Ja, eine kurze Vorschau auf unser Programm, wir werden gleich rüberschalten zur Insel Harz, wo auch dieses Jahr wieder das Vertriebenentreffen der norddeutschen Landsmannschaften stattfindet. Aus Wissenschaft und Technik ein Bericht über Riesenkakerlaken die in der Gegend um den Ort Sellerfields gesichtet wurden. Aber zunächst einmal schalten wir rüber ins Nachrichtenstudio.«

(Ich setze mich an den Tisch und nehme einige DIN A 4 Bögen.)

Neukopenhagen: Auf der Landwirtschaftsausstellung im badischen Neukopenhagen stellten dänische Forscher ihre siebeneutrige Superkuh Karoline vor. Das biotechnisch erzeugte Tier liefert täglich vierhundert Liter Bier. Beobachter meinten, trotz eines leicht milchigen Beigeschmacks sei das neue Getränk doch eine echte Alternative zu dem seit dem Aussterben von Hopfen und Malz synthetisch hergestellten Algenbieres. Den vor den Messehallen demonstrierenden Gegnern der Biotechnologie hielt der Leiter der Forschergruppe entgegen, es sei ja überhaupt nicht geplant ähnliche Experimente an Menschen vorzunehmen.

Mount Everest: Auf der Vollversammlung der Verbliebenen Nationen diskutierten die Delegierten heute über biologische Rekultivierungsmaßnahmen. Besonders umstritten war die Wiederbebaumung des Planeten. Der Vertreter des APAC, des Allgemeinen Planetarischen Auto Clubs betonte, man wisse nur zu gut, wieviele Menschen in früheren Zeiten durch Bäume ums Leben gekommen seien, ganz abgesehen mal von dem Dreck, der im Herbst die Straßen bedeckte und versicherte, seine Organisation werde bestenfalls über laubfreie Gummibäume mit sich reden lassen.

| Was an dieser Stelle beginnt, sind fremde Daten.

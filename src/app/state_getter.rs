// src/app/state_getter.rs
//! Read-only snapshots of a race for front ends.

use log::debug;

use crate::clock::Timestamp;
use crate::config::GameConfig;
use crate::ecs::world::World;
use crate::error::GameError;
use crate::protocol::{PlayerEntry, RaceId, RaceSnapshot};
use crate::systems::RaceSystem;

/// The race plus every player that has been placed on the grid. Players of a
/// race that has not started yet are listed in the race view only.
pub fn race_snapshot(
    world: &World,
    race_id: RaceId,
    now: Timestamp,
    config: &GameConfig,
) -> Result<RaceSnapshot, GameError> {
    let race = RaceSystem::get_race(world, race_id)?;
    let players = race
        .players
        .iter()
        .flatten()
        .filter_map(|&player| {
            RaceSystem::get_player_info(world, race_id, player, now, config)
                .ok()
                .map(|view| PlayerEntry { player, view })
        })
        .collect();
    Ok(RaceSnapshot { race, players })
}

pub fn race_snapshot_json(
    world: &World,
    race_id: RaceId,
    now: Timestamp,
    config: &GameConfig,
) -> Result<String, GameError> {
    let snapshot = race_snapshot(world, race_id, now, config)?;
    debug!("state: snapshot of {} with {} players", race_id, snapshot.players.len());
    serde_json::to_string(&snapshot).map_err(|e| GameError::Serialization(e.to_string()))
}
// src/components/progress.rs

use serde::{Deserialize, Serialize};

use crate::ecs::component::Component;
use crate::protocol::ModuleId;

/// How far one player got along the course of one race.
#[derive(Debug, Clone, Copy, PartialEq, Eq, Default, Serialize, Deserialize)]
pub struct PlayerProgress {
    /// Index of the next checkpoint that has to be crossed.
    pub next_checkpoint: u32,
    /// 1-based finishing rank, once the last checkpoint was crossed.
    pub finished_rank: Option<u32>,
}

impl PlayerProgress {
    pub fn is_finished(&self) -> bool {
        self.finished_rank.is_some()
    }
}

impl Component for PlayerProgress {
    const ID: ModuleId = ModuleId::from_static("race.components.PlayerProgress");
}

Tschenstochau: Verkehrschaos, überfüllte Hotels und in Autos und Zelten campierende Menschen. Das erlebt in diesen Tagen die polnischen Stadt Tschenstochau. Dort soll die neunjährige Gabriela Gribowsky vor wenigen Tagen angeblich einen Zitronenfalter gesehen haben. Der für seine Marienerscheinungen berühmte Ort ist seither von Touristen aus aller Welt belagert. Im Vatikan denkt man bereits an eine Heiligsprechung des Mädchens.

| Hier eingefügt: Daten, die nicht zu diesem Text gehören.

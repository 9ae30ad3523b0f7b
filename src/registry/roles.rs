// src/registry/roles.rs

use std::collections::{BTreeSet, HashMap};
use std::fmt;

use serde::{Deserialize, Serialize};

use crate::protocol::Identity;

/// Capabilities an identity can hold.
#[derive(Debug, Clone, Copy, PartialEq, Eq, PartialOrd, Ord, Hash, Serialize, Deserialize)]
pub enum Role {
    /// Grants and revokes every role, itself included.
    #[serde(rename = "DEFAULT_ADMIN_ROLE")]
    DefaultAdmin,
    /// Registers components and systems.
    #[serde(rename = "DEPLOYER_ROLE")]
    Deployer,
    /// Creates tracks.
    #[serde(rename = "MANAGER_ROLE")]
    Manager,
    /// Flips the global and per-system pause flags.
    #[serde(rename = "PAUSER_ROLE")]
    Pauser,
    /// Held by system addresses; allows writing component tables.
    #[serde(rename = "GAME_LOGIC_CONTRACT_ROLE")]
    GameLogicContract,
}

impl Role {
    pub const ALL: [Role; 5] = [
        Role::DefaultAdmin,
        Role::Deployer,
        Role::Manager,
        Role::Pauser,
        Role::GameLogicContract,
    ];

    pub fn as_str(self) -> &'static str {
        match self {
            Role::DefaultAdmin => "DEFAULT_ADMIN_ROLE",
            Role::Deployer => "DEPLOYER_ROLE",
            Role::Manager => "MANAGER_ROLE",
            Role::Pauser => "PAUSER_ROLE",
            Role::GameLogicContract => "GAME_LOGIC_CONTRACT_ROLE",
        }
    }
}

impl fmt::Display for Role {
    fn fmt(&self, f: &mut fmt::Formatter<'_>) -> fmt::Result {
        f.write_str(self.as_str())
    }
}

/// role -> set of identities holding it.
#[derive(Debug, Clone, Default)]
pub struct RoleTable {
    members: HashMap<Role, BTreeSet<Identity>>,
}

impl RoleTable {
    /// Returns `false` if `account` already held `role`.
    pub fn grant(&mut self, role: Role, account: Identity) -> bool {
        self.members.entry(role).or_default().insert(account)
    }

    /// Returns `false` if `account` did not hold `role`.
    pub fn revoke(&mut self, role: Role, account: Identity) -> bool {
        self.members.get_mut(&role).is_some_and(|set| set.remove(&account))
    }

    pub fn has(&self, role: Role, account: Identity) -> bool {
        self.members.get(&role).is_some_and(|set| set.contains(&account))
    }

    /// Holders of `role`, in ascending identity order.
    pub fn members(&self, role: Role) -> Vec<Identity> {
        self.members
            .get(&role)
            .map(|set| set.iter().copied().collect())
            .unwrap_or_default()
    }
}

Straßburg: Über das Problem der Säuglingssterblichkeit diskutierte heute das Europaparlament. Gesundheitsministerin Voll von der christlich konservativen Partei Europas betonte, dass die von der Opposition behauptete hohe Kindersterblichkeit doch in Wirklichkeit gar keine sei, da ja bei vielen der Neugeborenen von Menschen überhaupt nicht mehr die Rede sein könne. Eine Bereinigung der Statistik sei daher dringend erforderlich. Auf das Argument, dass auch bei den Menschen, die das fünfte Lebensjahr erreichen, die durchschnittliche Lebenserwartung in den letzten hundert Jahren von 72 auf 36 Jahre zurückgegangen sei, antwortete die Ministerin, es gäbe heute ja schließlich fünfmal soviele Menschen wie damals und dies bedeute, das die von Menschen verbrachten Lebensjahre auf das zweieinhalbfache gestiegen seien.

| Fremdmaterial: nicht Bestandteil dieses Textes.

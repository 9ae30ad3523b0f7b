// src/logic/rules/mod.rs
//! Game rules: what a move may do and what it costs.

pub mod energy;
pub mod move_validation;
pub mod progress;


pub use energy::{available_energy, spend};
pub use move_validation::validate_acceleration;
pub use progress::{CheckpointProgress, PlayerStep, ProgressPolicy, ProgressUpdate};
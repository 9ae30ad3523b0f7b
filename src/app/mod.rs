// src/app/mod.rs
//! The game application and its entry points, split by concern.

pub mod command_handler;
pub mod game_app;
pub mod init_handler;
pub mod state_getter;

#[cfg(target_arch = "wasm32")]
pub mod bindings;

#[cfg(test)]
mod tests;

pub use game_app::GameApp;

Paradiesatoll: Und da wir gerade bei Lebenserwartung sind, die erfreulichste Nachricht des Tages erreicht uns aus dem Südpazifik: Auf der idyllischen Südseeinsel Paradiesatoll feierte heute der älteste Mensch der Welt, der aus den ehemaligen deutschen Nordgebieten stammende frühere Bauarbeiter und Kabarettist Sven Zprottenkopp bei bester Gesundheit seinen 120. Geburtstag. Böse Zungen behaupten, er sei sogar noch älter, habe aber einer alten Schauspielerunsitte folgend einige seiner Lebensjahre stillschweigend unter den Tisch fallen lassen. Besonders an die Zeit seiner Mitgliedschaft in der Kommunistischen Partei könne er sich überhaupt nicht mehr erinnern. Nachforschungen der Regenbogenpresse blieben erfolglos, da das Geburtsregister von Hamburg-Barmbek und die hamburger Verfassungsschutzkartei schon vor über 70 Jahren in den Fluten des Nordeuropameeres versunken sind. Der rüstige Jubilar, der erst vor wenigen Jahren zum 5. Mal geheiratet hat (böse Zungen behaupten, er musste) antwortete auf die Frage nach seinem Erfolgsrezept, mit dem ihm eigenen Humor, das beste Mittel ein hohes Alter zu erreichen, sei, einfach nicht zu sterben.